::: Data section :::

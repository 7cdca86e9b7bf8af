// SPDX-License-Identifier: BUSL-1.1
// Copyright (c) 2026 Alfred Jean LLC

//! Notification fan-out to observers
//!
//! Observers are called synchronously, in registration order. A panicking
//! observer is logged and skipped; the others are still notified.

use crate::state::ApplianceState;
use serde::Serialize;
use std::panic::{catch_unwind, AssertUnwindSafe};
use std::sync::atomic::{AtomicU64, Ordering};
use std::sync::{Arc, RwLock};
use tokio::sync::mpsc;

/// A change reported by the appliance
#[derive(Debug, Clone, PartialEq, Eq, Serialize)]
#[serde(tag = "kind", content = "value", rename_all = "snake_case")]
pub enum Notification {
    StateChanged(ApplianceState),
    /// Recipe-level progress, 0-100
    ProgressChanged(u8),
    Event(String),
}

impl Notification {
    pub fn name(&self) -> &'static str {
        match self {
            Notification::StateChanged(_) => "state",
            Notification::ProgressChanged(_) => "progress",
            Notification::Event(_) => "event",
        }
    }
}

/// Listener for appliance notifications
///
/// All methods default to no-ops so observers implement only what they need.
pub trait Observer: Send + Sync {
    fn on_state_changed(&self, _state: ApplianceState) {}
    fn on_progress_changed(&self, _percent: u8) {}
    fn on_event(&self, _message: &str) {}

    /// A closed observer is dropped from its registry
    fn is_closed(&self) -> bool {
        false
    }
}

fn deliver(observer: &dyn Observer, notification: &Notification) {
    match notification {
        Notification::StateChanged(state) => observer.on_state_changed(*state),
        Notification::ProgressChanged(percent) => observer.on_progress_changed(*percent),
        Notification::Event(message) => observer.on_event(message),
    }
}

/// Observer backed by a closure receiving every notification
pub struct FnObserver<F>(F);

impl<F> FnObserver<F>
where
    F: Fn(&Notification) + Send + Sync,
{
    pub fn new(f: F) -> Self {
        Self(f)
    }
}

impl<F> Observer for FnObserver<F>
where
    F: Fn(&Notification) + Send + Sync,
{
    fn on_state_changed(&self, state: ApplianceState) {
        (self.0)(&Notification::StateChanged(state))
    }

    fn on_progress_changed(&self, percent: u8) {
        (self.0)(&Notification::ProgressChanged(percent))
    }

    fn on_event(&self, message: &str) {
        (self.0)(&Notification::Event(message.to_string()))
    }
}

/// Observer forwarding notifications into an unbounded channel
pub struct ChannelObserver {
    tx: mpsc::UnboundedSender<Notification>,
}

impl ChannelObserver {
    pub fn new(tx: mpsc::UnboundedSender<Notification>) -> Self {
        Self { tx }
    }
}

impl Observer for ChannelObserver {
    fn on_state_changed(&self, state: ApplianceState) {
        let _ = self.tx.send(Notification::StateChanged(state));
    }

    fn on_progress_changed(&self, percent: u8) {
        let _ = self.tx.send(Notification::ProgressChanged(percent));
    }

    fn on_event(&self, message: &str) {
        let _ = self.tx.send(Notification::Event(message.to_string()));
    }

    fn is_closed(&self) -> bool {
        self.tx.is_closed()
    }
}

/// Handle returned when registering an observer
#[derive(Debug, Clone, Copy, PartialEq, Eq, Hash)]
pub struct ObserverId(pub u64);

impl std::fmt::Display for ObserverId {
    fn fmt(&self, f: &mut std::fmt::Formatter<'_>) -> std::fmt::Result {
        write!(f, "observer-{}", self.0)
    }
}

type Entry = (ObserverId, Arc<dyn Observer>);

/// Ordered list of observers
#[derive(Clone, Default)]
pub struct ObserverRegistry {
    observers: Arc<RwLock<Vec<Entry>>>,
    next_id: Arc<AtomicU64>,
}

impl ObserverRegistry {
    pub fn new() -> Self {
        Self::default()
    }

    /// Register an observer; registering the same instance twice returns its existing id
    pub fn add(&self, observer: Arc<dyn Observer>) -> ObserverId {
        let mut observers = self.observers.write().unwrap_or_else(|e| e.into_inner());
        observers.retain(|(_, o)| !o.is_closed());

        let existing = observers
            .iter()
            .find(|(_, o)| same_instance(o, &observer))
            .map(|(id, _)| *id);
        if let Some(id) = existing {
            return id;
        }

        let id = ObserverId(self.next_id.fetch_add(1, Ordering::SeqCst));
        observers.push((id, observer));
        id
    }

    /// Remove an observer, returning whether it was registered
    pub fn remove(&self, id: ObserverId) -> bool {
        let mut observers = self.observers.write().unwrap_or_else(|e| e.into_inner());
        let before = observers.len();
        observers.retain(|(oid, _)| *oid != id);
        observers.len() != before
    }

    /// Register a channel observer and return its receiver
    pub fn subscribe(&self) -> (ObserverId, mpsc::UnboundedReceiver<Notification>) {
        let (tx, rx) = mpsc::unbounded_channel();
        let id = self.add(Arc::new(ChannelObserver::new(tx)));
        (id, rx)
    }

    /// Number of live observers
    pub fn len(&self) -> usize {
        self.prune();
        self.observers
            .read()
            .unwrap_or_else(|e| e.into_inner())
            .len()
    }

    pub fn is_empty(&self) -> bool {
        self.len() == 0
    }

    /// Deliver a notification to every observer
    ///
    /// The list is snapshotted first, so observers may call back into the
    /// appliance or register other observers.
    pub fn notify(&self, notification: &Notification) {
        let snapshot: Vec<Entry> = self
            .observers
            .read()
            .unwrap_or_else(|e| e.into_inner())
            .clone();

        let mut closed = false;
        for (id, observer) in snapshot {
            if observer.is_closed() {
                closed = true;
                continue;
            }
            let delivered = catch_unwind(AssertUnwindSafe(|| {
                deliver(observer.as_ref(), notification)
            }));
            if delivered.is_err() {
                tracing::error!(
                    %id,
                    notification = notification.name(),
                    "observer panicked while handling notification"
                );
            }
        }
        if closed {
            self.prune();
        }
    }

    /// Drop observers that can no longer receive, such as channels whose receiver is gone
    fn prune(&self) {
        let mut observers = self.observers.write().unwrap_or_else(|e| e.into_inner());
        let before = observers.len();
        observers.retain(|(_, o)| !o.is_closed());
        if observers.len() != before {
            tracing::debug!(removed = before - observers.len(), "pruned closed observers");
        }
    }
}

fn same_instance(a: &Arc<dyn Observer>, b: &Arc<dyn Observer>) -> bool {
    std::ptr::addr_eq(Arc::as_ptr(a), Arc::as_ptr(b))
}

#[cfg(test)]
#[path = "observer_tests.rs"]
mod tests;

:::

**What you are asked to do**.
The data above must be restated word for word.

**Exercise result**.
repository 7cdca86e9b7bf8af
// SPDX-License-Identifier: BUSL-1.1
// Copyright (c) 2026 Alfred Jean LLC

//! Notification fan-out to observers
//!
//! Observers are called synchronously, in registration order. A panicking
//! observer is logged and skipped; the others are still notified.

use crate::state::ApplianceState;
use serde::Serialize;
use std::panic::{catch_unwind, AssertUnwindSafe};
use std::sync::atomic::{AtomicU64, Ordering};
use std::sync::{Arc, RwLock};
use tokio::sync::mpsc;

/// A change reported by the appliance
#[derive(Debug, Clone, PartialEq, Eq, Serialize)]
#[serde(tag = "kind", content = "value", rename_all = "snake_case")]
pub enum Notification {
    StateChanged(ApplianceState),
    /// Recipe-level progress, 0-100
    ProgressChanged(u8),
    Event(String),
}

impl Notification {
    pub fn name(&self) -> &'static str {
        match self {
            Notification::StateChanged(_) => "state",
            Notification::ProgressChanged(_) => "progress",
            Notification::Event(_) => "event",
        }
    }
}

/// Listener for appliance notifications
///
/// All methods default to no-ops so observers implement only what they need.
pub trait Observer: Send + Sync {
    fn on_state_changed(&self, _state: ApplianceState) {}
    fn on_progress_changed(&self, _percent: u8) {}
    fn on_event(&self, _message: &str) {}

    /// A closed observer is dropped from its registry
    fn is_closed(&self) -> bool {
        false
    }
}

fn deliver(observer: &dyn Observer, notification: &Notification) {
    match notification {
        Notification::StateChanged(state) => observer.on_state_changed(*state),
        Notification::ProgressChanged(percent) => observer.on_progress_changed(*percent),
        Notification::Event(message) => observer.on_event(message),
    }
}

/// Observer backed by a closure receiving every notification
pub struct FnObserver<F>(F);

impl<F> FnObserver<F>
where
    F: Fn(&Notification) + Send + Sync,
{
    pub fn new(f: F) -> Self {
        Self(f)
    }
}

impl<F> Observer for FnObserver<F>
where
    F: Fn(&Notification) + Send + Sync,
{
    fn on_state_changed(&self, state: ApplianceState) {
        (self.0)(&Notification::StateChanged(state))
    }

    fn on_progress_changed(&self, percent: u8) {
        (self.0)(&Notification::ProgressChanged(percent))
    }

    fn on_event(&self, message: &str) {
        (self.0)(&Notification::Event(message.to_string()))
    }
}

/// Observer forwarding notifications into an unbounded channel
pub struct ChannelObserver {
    tx: mpsc::UnboundedSender<Notification>,
}

impl ChannelObserver {
    pub fn new(tx: mpsc::UnboundedSender<Notification>) -> Self {
        Self { tx }
    }
}

impl Observer for ChannelObserver {
    fn on_state_changed(&self, state: ApplianceState) {
        let _ = self.tx.send(Notification::StateChanged(state));
    }

    fn on_progress_changed(&self, percent: u8) {
        let _ = self.tx.send(Notification::ProgressChanged(percent));
    }

    fn on_event(&self, message: &str) {
        let _ = self.tx.send(Notification::Event(message.to_string()));
    }

    fn is_closed(&self) -> bool {
        self.tx.is_closed()
    }
}

/// Handle returned when registering an observer
#[derive(Debug, Clone, Copy, PartialEq, Eq, Hash)]
pub struct ObserverId(pub u64);

impl std::fmt::Display for ObserverId {
    fn fmt(&self, f: &mut std::fmt::Formatter<'_>) -> std::fmt::Result {
        write!(f, "observer-{}", self.0)
    }
}

type Entry = (ObserverId, Arc<dyn Observer>);

/// Ordered list of observers
#[derive(Clone, Default)]
pub struct ObserverRegistry {
    observers: Arc<RwLock<Vec<Entry>>>,
    next_id: Arc<AtomicU64>,
}

impl ObserverRegistry {
    pub fn new() -> Self {
        Self::default()
    }

    /// Register an observer; registering the same instance twice returns its existing id
    pub fn add(&self, observer: Arc<dyn Observer>) -> ObserverId {
        let mut observers = self.observers.write().unwrap_or_else(|e| e.into_inner());
        observers.retain(|(_, o)| !o.is_closed());

        let existing = observers
            .iter()
            .find(|(_, o)| same_instance(o, &observer))
            .map(|(id, _)| *id);
        if let Some(id) = existing {
            return id;
        }

        let id = ObserverId(self.next_id.fetch_add(1, Ordering::SeqCst));
        observers.push((id, observer));
        id
    }

    /// Remove an observer, returning whether it was registered
    pub fn remove(&self, id: ObserverId) -> bool {
        let mut observers = self.observers.write().unwrap_or_else(|e| e.into_inner());
        let before = observers.len();
        observers.retain(|(oid, _)| *oid != id);
        observers.len() != before
    }

    /// Register a channel observer and return its receiver
    pub fn subscribe(&self) -> (ObserverId, mpsc::UnboundedReceiver<Notification>) {
        let (tx, rx) = mpsc::unbounded_channel();
        let id = self.add(Arc::new(ChannelObserver::new(tx)));
        (id, rx)
    }

    /// Number of live observers
    pub fn len(&self) -> usize {
        self.prune();
        self.observers
            .read()
            .unwrap_or_else(|e| e.into_inner())
            .len()
    }

    pub fn is_empty(&self) -> bool {
        self.len() == 0
    }

    /// Deliver a notification to every observer
    ///
    /// The list is snapshotted first, so observers may call back into the
    /// appliance or register other observers.
    pub fn notify(&self, notification: &Notification) {
        let snapshot: Vec<Entry> = self
            .observers
            .read()
            .unwrap_or_else(|e| e.into_inner())
            .clone();

        let mut closed = false;
        for (id, observer) in snapshot {
            if observer.is_closed() {
                closed = true;
                continue;
            }
            let delivered = catch_unwind(AssertUnwindSafe(|| {
                deliver(observer.as_ref(), notification)
            }));
            if delivered.is_err() {
                tracing::error!(
                    %id,
                    notification = notification.name(),
                    "observer panicked while handling notification"
                );
            }
        }
        if closed {
            self.prune();
        }
    }

    /// Drop observers that can no longer receive, such as channels whose receiver is gone
    fn prune(&self) {
        let mut observers = self.observers.write().unwrap_or_else(|e| e.into_inner());
        let before = observers.len();
        observers.retain(|(_, o)| !o.is_closed());
        if observers.len() != before {
            tracing::debug!(removed = before - observers.len(), "pruned closed observers");
        }
    }
}

fn same_instance(a: &Arc<dyn Observer>, b: &Arc<dyn Observer>) -> bool {
    std::ptr::addr_eq(Arc::as_ptr(a), Arc::as_ptr(b))
}

#[cfg(test)]
#[path = "observer_tests.rs"]
mod tests;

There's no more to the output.